L’ex direttore del Laboratorio d’analisi antidoping di Losanna Martial Saugy, da parte sua, parla apertamente di frustrazione: «Negli anni Novanta avremmo voluto affermare con sicurezza che, 10 o 20 anni dopo, a forza di assumere EPO sarebbero insorte - inesorabili - precise complicazioni mediche. Non solo: già allora dibattevamo su cosa servisse, a livello di studi epidemiologici, per ottenere dei riscontri attendibili a lungo termine. Beh, non abbiamo trovato la risposta definitiva». Nuove risposte le auspica però Dino Baggio. Una sorta di radiografia a posteriori. «Okay, ma quanti ex giocatori attivi in quegli anni sarebbero d’accordo di uscire allo scoperto, oggi, ammettendo di aver assunto questa o l’altra sostanza?» conclude amaramente Saugy.

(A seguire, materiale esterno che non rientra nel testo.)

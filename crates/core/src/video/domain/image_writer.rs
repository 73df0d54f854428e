use std::path::Path;

use crate::shared::frame::Frame;

/// Encodes a single frame to an image file.
pub trait ImageWriter: Send {
    /// Writes `frame` to `path`, replacing any existing file. The parent
    /// directory must already exist.
    fn write(&self, path: &Path, frame: &Frame) -> Result<(), Box<dyn std::error::Error>>;
}
use std::collections::HashMap;
use std::time::Instant;

/// Running aggregate for one timing or metric series.
///
/// Only count, sum and max are kept, so memory stays constant however
/// long the stream runs.
#[derive(Debug, Clone, Copy, Default, PartialEq)]
pub struct SeriesStats {
    pub count: usize,
    pub sum: f64,
    pub max: f64,
}

impl SeriesStats {
    fn record(&mut self, value: f64) {
        if self.count == 0 || value > self.max {
            self.max = value;
        }
        self.count += 1;
        self.sum += value;
    }

    pub fn mean(&self) -> f64 {
        if self.count == 0 {
            0.0
        } else {
            self.sum / self.count as f64
        }
    }
}

/// Cross-cutting logger for capture loop events.
///
/// Decouples the loop from specific output mechanisms so callers can
/// observe throughput and per-stage cost without touching orchestration.
pub trait PipelineLogger: Send {
    /// Called once per processed frame with the running total.
    fn progress(&mut self, frames: usize);

    /// Record how long a named stage took for one frame.
    fn timing(&mut self, stage: &str, duration_ms: f64);

    /// Record a point-in-time metric (e.g. detections per frame).
    fn metric(&mut self, name: &str, value: f64);

    /// Log a human-readable status message.
    fn info(&mut self, message: &str);

    /// Emit an end-of-run summary. Default: no-op.
    fn summary(&self) {}
}

/// Silent logger that discards all events.
pub struct NullPipelineLogger;

impl PipelineLogger for NullPipelineLogger {
    fn progress(&mut self, _frames: usize) {}
    fn timing(&mut self, _stage: &str, _duration_ms: f64) {}
    fn metric(&mut self, _name: &str, _value: f64) {}
    fn info(&mut self, _message: &str) {}
}

/// CLI-oriented logger that tracks per-stage timing and metrics and
/// reports a summary when the loop stops.
///
/// Live streams have no known length, so progress is a heartbeat logged
/// every `heartbeat_frames` frames.
pub struct StdoutPipelineLogger {
    heartbeat_frames: usize,
    timings: HashMap<String, SeriesStats>,
    metrics: HashMap<String, SeriesStats>,
    start_time: Instant,
    frames: usize,
}

impl StdoutPipelineLogger {
    pub fn new(heartbeat_frames: usize) -> Self {
        Self {
            heartbeat_frames: heartbeat_frames.max(1),
            timings: HashMap::new(),
            metrics: HashMap::new(),
            start_time: Instant::now(),
            frames: 0,
        }
    }

    /// Returns the formatted summary string, or `None` if no data recorded.
    pub fn summary_string(&self) -> Option<String> {
        if self.timings.is_empty() && self.metrics.is_empty() {
            return None;
        }

        let elapsed_ms = self.start_time.elapsed().as_secs_f64() * 1000.0;
        let frames = self.frames;
        let mut lines = vec![format!(
            "Capture summary ({frames} frames, {:.1}s total):",
            elapsed_ms / 1000.0
        )];

        let mut stages: Vec<_> = self.timings.keys().collect();
        stages.sort();
        for stage in stages {
            let stats = &self.timings[stage];
            let total_ms = stats.sum;
            let avg_ms = stats.mean();
            let max_ms = stats.max;
            let pct = if elapsed_ms > 0.0 {
                total_ms / elapsed_ms * 100.0
            } else {
                0.0
            };
            lines.push(format!(
                "  {stage:8}: avg {avg_ms:6.1}ms  max {max_ms:6.1}ms  total {total_ms:7.0}ms  ({pct:4.1}%)  n={}",
                stats.count
            ));
        }

        let mut metric_names: Vec<_> = self.metrics.keys().collect();
        metric_names.sort();
        for name in metric_names {
            lines.push(format!("  {name}: avg {:.1}", self.metrics[name].mean()));
        }

        if frames > 0 && elapsed_ms > 0.0 {
            let fps = frames as f64 / (elapsed_ms / 1000.0);
            lines.push(format!("  Throughput: {fps:.1} fps"));
        }

        Some(lines.join("\n"))
    }

    pub fn timings_for(&self, stage: &str) -> Option<SeriesStats> {
        self.timings.get(stage).copied()
    }

    pub fn metrics_for(&self, name: &str) -> Option<SeriesStats> {
        self.metrics.get(name).copied()
    }

    pub fn frames(&self) -> usize {
        self.frames
    }
}

impl Default for StdoutPipelineLogger {
    fn default() -> Self {
        Self::new(100)
    }
}

impl PipelineLogger for StdoutPipelineLogger {
    fn progress(&mut self, frames: usize) {
        self.frames = frames;
        if frames > 0 && frames % self.heartbeat_frames == 0 {
            let secs = self.start_time.elapsed().as_secs_f64();
            let fps = if secs > 0.0 { frames as f64 / secs } else { 0.0 };
            log::info!("Processed {frames} frames ({fps:.1} fps)");
        }
    }

    fn timing(&mut self, stage: &str, duration_ms: f64) {
        self.timings
            .entry(stage.to_string())
            .or_default()
            .record(duration_ms);
    }

    fn metric(&mut self, name: &str, value: f64) {
        self.metrics
            .entry(name.to_string())
            .or_default()
            .record(value);
    }

    fn info(&mut self, message: &str) {
        log::info!("{message}");
    }

    fn summary(&self) {
        if let Some(text) = self.summary_string() {
            log::info!("\n\n{text}");
        }
    }
}

#[cfg(test)]
mod tests {
    use super::*;
    use approx::assert_relative_eq;

    #[test]
    fn test_null_logger_all_methods_are_noop() {
        let mut logger = NullPipelineLogger;
        logger.progress(1);
        logger.timing("detect", 5.0);
        logger.metric("detections", 3.0);
        logger.info("hello");
        logger.summary();
    }

    #[test]
    fn test_timing_records_values() {
        let mut logger = StdoutPipelineLogger::new(10);
        logger.timing("detect", 20.0);
        logger.timing("detect", 30.0);
        logger.timing("alert", 5.0);

        let detect = logger.timings_for("detect").unwrap();
        assert_eq!(detect.count, 2);
        assert_relative_eq!(detect.sum, 50.0);
        assert_relative_eq!(detect.max, 30.0);
        assert_eq!(logger.timings_for("alert").unwrap().count, 1);
        assert!(logger.timings_for("read").is_none());
    }

    #[test]
    fn test_metric_average_in_summary() {
        let mut logger = StdoutPipelineLogger::new(10);
        logger.progress(2);
        logger.metric("detections", 3.0);
        logger.metric("detections", 4.0);

        assert_relative_eq!(logger.metrics_for("detections").unwrap().mean(), 3.5);
        let summary = logger.summary_string().unwrap();
        assert!(summary.contains("detections: avg 3.5"));
    }

    #[test]
    fn test_summary_lists_stages_and_throughput() {
        let mut logger = StdoutPipelineLogger::new(10);
        logger.progress(100);
        logger.timing("read", 1.0);
        logger.timing("detect", 10.0);

        let summary = logger.summary_string().unwrap();
        assert!(summary.contains("Capture summary (100 frames"));
        assert!(summary.contains("read"));
        assert!(summary.contains("detect"));
        assert!(summary.contains("fps"));
    }

    #[test]
    fn test_empty_summary_returns_none() {
        assert!(StdoutPipelineLogger::new(10).summary_string().is_none());
    }

    #[test]
    fn test_progress_tracks_latest_count() {
        let mut logger = StdoutPipelineLogger::new(10);
        for i in 1..=25 {
            logger.progress(i);
        }
        assert_eq!(logger.frames(), 25);
    }

    #[test]
    fn test_long_stream_keeps_constant_state() {
        let mut logger = StdoutPipelineLogger::new(1_000);
        for i in 1..=200_000usize {
            logger.timing("read", 1.0);
            logger.timing("detect", (i % 7) as f64);
            logger.metric("detections", 2.0);
            logger.progress(i);
        }

        assert_eq!(logger.timings.len(), 2);
        assert_eq!(logger.metrics.len(), 1);
        let detect = logger.timings_for("detect").unwrap();
        assert_eq!(detect.count, 200_000);
        assert_relative_eq!(detect.max, 6.0);
        assert_relative_eq!(logger.timings_for("read").unwrap().mean(), 1.0);
        assert!(logger.summary_string().unwrap().contains("n=200000"));
    }

    #[test]
    fn test_series_stats_mean_of_empty_is_zero() {
        assert_relative_eq!(SeriesStats::default().mean(), 0.0);
    }

    #[test]
    fn test_zero_heartbeat_clamped() {
        assert_eq!(StdoutPipelineLogger::new(0).heartbeat_frames, 1);
        assert_eq!(StdoutPipelineLogger::default().heartbeat_frames, 100);
    }
}
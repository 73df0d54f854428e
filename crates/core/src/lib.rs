//! Temporal detection confirmation and privacy-redacted evidence capture.
//!
//! Frames flow from a [`video::domain::frame_source::FrameSource`] through an
//! object detector and a sliding-window confirmer; confirmed events are saved
//! as JPEG snapshots with faces pixelated.

pub mod alerting {
    pub mod alert_namer;
    pub mod alert_writer;
    pub mod domain {
        pub mod clock;
        pub mod temporal_confirmer;
    }
    pub mod infrastructure {
        pub mod system_clock;
    }
}

pub mod config {
    pub mod monitor_config;
    pub mod paths;
}

pub mod detection {
    pub mod domain {
        pub mod detection;
        pub mod face_locator;
        pub mod hit_policy;
        pub mod object_detector;
    }
    pub mod infrastructure;
}

pub mod pipeline {
    pub mod capture_loop;
    pub mod pipeline_logger;
    pub mod preview;
}

pub mod redaction {
    pub mod domain {
        pub mod frame_redactor;
    }
    pub mod infrastructure;
}

pub mod shared {
    pub mod constants;
    pub mod frame;
    pub mod region;
    pub mod stream_info;
}

pub mod video {
    pub mod domain {
        pub mod camera_source;
        pub mod frame_source;
        pub mod image_writer;
    }
    pub mod infrastructure {
        pub mod ffmpeg_source;
        pub mod jpeg_file_writer;
    }
}
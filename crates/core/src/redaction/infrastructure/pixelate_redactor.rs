use image::imageops::{self, FilterType};
use image::{ImageBuffer, Rgb};
use thiserror::Error;

use crate::redaction::domain::frame_redactor::FrameRedactor;
use crate::shared::constants::PIXELATE_GRID;
use crate::shared::frame::Frame;
use crate::shared::region::Region;

#[derive(Error, Debug, PartialEq, Eq)]
pub enum RedactorError {
    #[error("pixelation grid must be at least 1x1")]
    EmptyGrid,
    #[error("pixelation needs 3-channel frames, got {0} channels")]
    UnsupportedChannels(u8),
}

/// Mosaic redaction: each region is shrunk to a `grid × grid` thumbnail with
/// a smoothing (triangle) filter and blown back up with nearest-neighbour.
///
/// Detail finer than one mosaic cell is gone after the shrink, whatever the
/// region size, so the result cannot be inverted.
#[derive(Debug)]
pub struct PixelateRedactor {
    grid: u32,
}

impl PixelateRedactor {
    pub fn new(grid: u32) -> Result<Self, RedactorError> {
        if grid == 0 {
            return Err(RedactorError::EmptyGrid);
        }
        Ok(Self { grid })
    }

    pub fn grid(&self) -> u32 {
        self.grid
    }

    fn pixelate(
        &self,
        roi: Vec<u8>,
        width: u32,
        height: u32,
    ) -> Result<Vec<u8>, Box<dyn std::error::Error>> {
        let img = ImageBuffer::<Rgb<u8>, Vec<u8>>::from_raw(width, height, roi)
            .ok_or("ROI buffer does not match region size")?;
        let small = imageops::resize(&img, self.grid, self.grid, FilterType::Triangle);
        Ok(imageops::resize(&small, width, height, FilterType::Nearest).into_raw())
    }
}

impl Default for PixelateRedactor {
    fn default() -> Self {
        Self { grid: PIXELATE_GRID }
    }
}

impl FrameRedactor for PixelateRedactor {
    fn redact(
        &self,
        frame: &mut Frame,
        regions: &[Region],
    ) -> Result<(), Box<dyn std::error::Error>> {
        if frame.channels() != 3 {
            return Err(Box::new(RedactorError::UnsupportedChannels(frame.channels())));
        }

        for region in regions {
            let Some(r) = region.clipped_to(frame.width(), frame.height()) else {
                continue;
            };
            let roi = frame.copy_region(&r);
            let mosaic = self.pixelate(roi, r.width, r.height)?;
            frame.write_region(&r, &mosaic);
        }

        Ok(())
    }
}
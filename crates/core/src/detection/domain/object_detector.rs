use crate::detection::domain::detection::Detection;
use crate::shared::frame::Frame;

/// Domain interface for per-frame object detection.
///
/// `imgsz` is the inference resolution hint (square side in pixels);
/// implementations with a fixed input size may ignore it.
pub trait ObjectDetector: Send {
    fn detect(
        &mut self,
        frame: &Frame,
        imgsz: u32,
    ) -> Result<Vec<Detection>, Box<dyn std::error::Error>>;
}
use std::path::{Path, PathBuf};

use thiserror::Error;

use crate::config::monitor_config::PathsConfig;

#[derive(Error, Debug)]
pub enum StartupError {
    #[error("cannot create {role} directory {}: {source}", path.display())]
    CreateDir {
        role: &'static str,
        path: PathBuf,
        #[source]
        source: std::io::Error,
    },
    #[error("cannot load {role} model {}: {message}", path.display())]
    ModelLoad {
        role: &'static str,
        path: PathBuf,
        message: String,
    },
}

/// Creates the alert and log directories (and any missing parents).
pub fn prepare_output_dirs(paths: &PathsConfig) -> Result<(), StartupError> {
    create_dir("alerts", &paths.alerts_dir)?;
    create_dir("logs", &paths.logs_dir)?;
    Ok(())
}

fn create_dir(role: &'static str, path: &Path) -> Result<(), StartupError> {
    std::fs::create_dir_all(path).map_err(|source| StartupError::CreateDir {
        role,
        path: path.to_path_buf(),
        source,
    })?;
    log::debug!("Using {role} directory {}", path.display());
    Ok(())
}
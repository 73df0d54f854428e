//! Post-processing helpers shared by the ONNX backends.

use crate::detection::domain::detection::Detection;

/// Greedy NMS: highest confidence first, drop same-class boxes whose IoU with
/// a kept box exceeds `iou_thresh`. Boxes of different classes never
/// suppress each other.
pub fn nms(mut dets: Vec<Detection>, iou_thresh: f32) -> Vec<Detection> {
    dets.sort_by(|a, b| {
        b.confidence
            .partial_cmp(&a.confidence)
            .unwrap_or(std::cmp::Ordering::Equal)
    });

    let mut keep: Vec<Detection> = Vec::with_capacity(dets.len());
    for d in dets {
        let suppressed = keep
            .iter()
            .any(|k| k.class_id == d.class_id && k.bbox.iou(&d.bbox) > iou_thresh);
        if !suppressed {
            keep.push(d);
        }
    }
    keep
}

pub fn sigmoid(x: f32) -> f32 {
    1.0 / (1.0 + (-x).exp())
}

/// Index and value of the largest element, `None` for an empty slice.
pub fn argmax(values: &[f32]) -> Option<(usize, f32)> {
    values
        .iter()
        .copied()
        .enumerate()
        .fold(None, |best, (i, v)| match best {
            Some((_, bv)) if bv >= v => best,
            _ => Some((i, v)),
        })
}
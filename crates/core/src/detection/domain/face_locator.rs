use crate::shared::frame::Frame;
use crate::shared::region::RelativeBox;

/// Domain interface for finding faces to redact.
///
/// Boxes are fractions of the frame size; conversion to pixels (and
/// clamping) is the caller's job via [`crate::shared::region::Region::from_relative`].
pub trait FaceLocator: Send {
    fn locate(&mut self, frame: &Frame) -> Result<Vec<RelativeBox>, Box<dyn std::error::Error>>;
}
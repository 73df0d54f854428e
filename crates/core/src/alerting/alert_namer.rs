use std::path::{Path, PathBuf};

use crate::shared::constants::{ALERT_FILE_EXTENSION, ALERT_FILE_PREFIX};

/// What to do when an alert file for the same second already exists.
#[derive(Debug, Clone, Copy, PartialEq, Eq, Default)]
pub enum CollisionPolicy {
    /// Reuse `alert_<secs>.jpg`; the newer snapshot replaces the older one.
    #[default]
    Overwrite,
    /// Append a sequence number: `alert_<secs>_1.jpg`, `alert_<secs>_2.jpg`, ...
    Unique,
}

/// Picks the output path for an alert snapshot.
#[derive(Debug, Clone, Default)]
pub struct AlertNamer {
    policy: CollisionPolicy,
}

impl AlertNamer {
    pub fn new(policy: CollisionPolicy) -> Self {
        Self { policy }
    }

    pub fn policy(&self) -> CollisionPolicy {
        self.policy
    }

    pub fn path_for(&self, dir: &Path, unix_seconds: u64) -> PathBuf {
        let base = dir.join(file_name(unix_seconds, None));
        if !base.exists() {
            return base;
        }

        match self.policy {
            CollisionPolicy::Overwrite => {
                log::warn!(
                    "{} already exists and will be overwritten by a newer alert",
                    base.display()
                );
                base
            }
            CollisionPolicy::Unique => {
                let mut seq = 1u32;
                loop {
                    let candidate = dir.join(file_name(unix_seconds, Some(seq)));
                    if !candidate.exists() {
                        return candidate;
                    }
                    seq += 1;
                }
            }
        }
    }
}

fn file_name(unix_seconds: u64, seq: Option<u32>) -> String {
    match seq {
        Some(n) => format!("{ALERT_FILE_PREFIX}{unix_seconds}_{n}.{ALERT_FILE_EXTENSION}"),
        None => format!("{ALERT_FILE_PREFIX}{unix_seconds}.{ALERT_FILE_EXTENSION}"),
    }
}
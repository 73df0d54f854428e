use std::collections::HashSet;

use crate::detection::domain::detection::Detection;

/// Decides whether a frame's detections count as a hit.
///
/// A hit needs one detection at or above the confidence threshold. With no
/// class allowlist every class counts; the allowlist is opt-in only.
#[derive(Clone, Debug)]
pub struct HitPolicy {
    threshold: f32,
    classes: Option<HashSet<u32>>,
}

impl HitPolicy {
    pub fn new(threshold: f32) -> Self {
        Self {
            threshold,
            classes: None,
        }
    }

    pub fn with_classes(mut self, classes: impl IntoIterator<Item = u32>) -> Self {
        self.classes = Some(classes.into_iter().collect());
        self
    }

    pub fn threshold(&self) -> f32 {
        self.threshold
    }

    pub fn is_hit(&self, detections: &[Detection]) -> bool {
        detections.iter().any(|d| self.counts(d))
    }

    /// Number of detections that satisfy the policy.
    pub fn count_matches(&self, detections: &[Detection]) -> usize {
        detections.iter().filter(|d| self.counts(d)).count()
    }

    fn counts(&self, detection: &Detection) -> bool {
        detection.confidence >= self.threshold
            && self
                .classes
                .as_ref()
                .map_or(true, |allowed| allowed.contains(&detection.class_id))
    }
}
use std::collections::VecDeque;

use thiserror::Error;

#[derive(Error, Debug, PartialEq, Eq)]
pub enum ConfirmerError {
    #[error("temporal window must hold at least one frame")]
    EmptyWindow,
    #[error("confirm_frames ({confirm_frames}) cannot exceed the window ({window})")]
    UnreachableThreshold { window: usize, confirm_frames: usize },
}

/// Sliding-window debounce over per-frame hit flags.
///
/// Keeps the last `window` flags. A frame confirms when at least
/// `confirm_frames` of them are hits, and a confirmation empties the window,
/// so one sustained event fires once and the window must refill before the
/// next confirmation. With `confirm_frames == 0` every call confirms.
#[derive(Clone, Debug)]
pub struct TemporalConfirmer {
    flags: VecDeque<bool>,
    window: usize,
    confirm_frames: usize,
}

impl TemporalConfirmer {
    pub fn new(window: usize, confirm_frames: usize) -> Result<Self, ConfirmerError> {
        if window == 0 {
            return Err(ConfirmerError::EmptyWindow);
        }
        if confirm_frames > window {
            return Err(ConfirmerError::UnreachableThreshold {
                window,
                confirm_frames,
            });
        }
        Ok(Self {
            flags: VecDeque::with_capacity(window + 1),
            window,
            confirm_frames,
        })
    }

    /// Records one frame's hit flag and reports whether the event is confirmed.
    pub fn observe(&mut self, hit: bool) -> bool {
        self.flags.push_back(hit);
        if self.flags.len() > self.window {
            self.flags.pop_front();
        }

        let confirmed = self.hits() >= self.confirm_frames;
        if confirmed {
            self.flags.clear();
        }
        confirmed
    }

    /// Number of hits currently in the window.
    pub fn hits(&self) -> usize {
        self.flags.iter().filter(|&&hit| hit).count()
    }

    pub fn len(&self) -> usize {
        self.flags.len()
    }

    pub fn is_empty(&self) -> bool {
        self.flags.is_empty()
    }

    pub fn capacity(&self) -> usize {
        self.window
    }

    pub fn confirm_frames(&self) -> usize {
        self.confirm_frames
    }

    pub fn reset(&mut self) {
        self.flags.clear();
    }
}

Zeman, i primi sospetti e lo scandalo del 2001

Zdenek Zeman, sul tema, non è mai stato tenero. Né con i suoi calciatori, né con i club. In generale, a stare stretto al boemo è un certo sistema-calcio. L’allenatore è stato (ma lo è ancora) uno dei più feroci accusatori della Serie A. In particolare quando il tema del dibattito riguarda il doping. In Italia il primo bubbone scoppia nel 2001. E il controverso prodotto sulla bocca di tutti è uno soltanto: il nandrolone. Un anabolizzante. La campagna che cerca di minimizzare i primissimi casi di positività nel massimo campionato italiano va avanti per qualche mese. Ma poi lo scandalo arriva per davvero. Nella rete cadono i primi big: Edgar Davids (Juve) e Fernando Couto (Lazio). Poi via via tutti gli altri. In tutto sono otto da inizio stagione. Le squalifiche? Leggere. Come leggere saranno le sospensioni di Guardiola e Stam, due anni dopo. «Vedete? Dicevano che ero matto. Invece forse avevo ragione», dice, riguardo a quei casi, Zeman. E il riferimento è a qualche anno prima, al 1998. In un’intervista a L’Espresso, infatti, il tecnico (all’epoca sulla panchina della Roma) tolse il coperchio al sistema parlando dell’abuso di doping e farmaci nel mondo del calcio. «La farmacia d’Italia». La pratica, in particolare, coinvolgeva la Juventus. «Chissà, quei farmaci magari non provocano alcun guasto. Ma chi può escludere che i danni si manifestino a distanza di anni? Se si intravvedono rischi, occorre prevenirli, non aspettare che esploda il bubbone». Il tema è proprio quello. La paura di qualcosa che non si conosce. Ai tempi, Batistuta consigliava ai compagni di non assumere integratori. Pessotto, invece, per timore di certe sostanze, beveva solamente acqua. Oggi, dopo le parole di Dino Baggio e di altri calciatori di quell’epoca, il tema si ripropone. «Quali sostanze ci facevano prendere?», si chiedono parecchi calciatori. Sì, a trent’anni di distanza, lo spettro dello scandalo doping è ancora lì.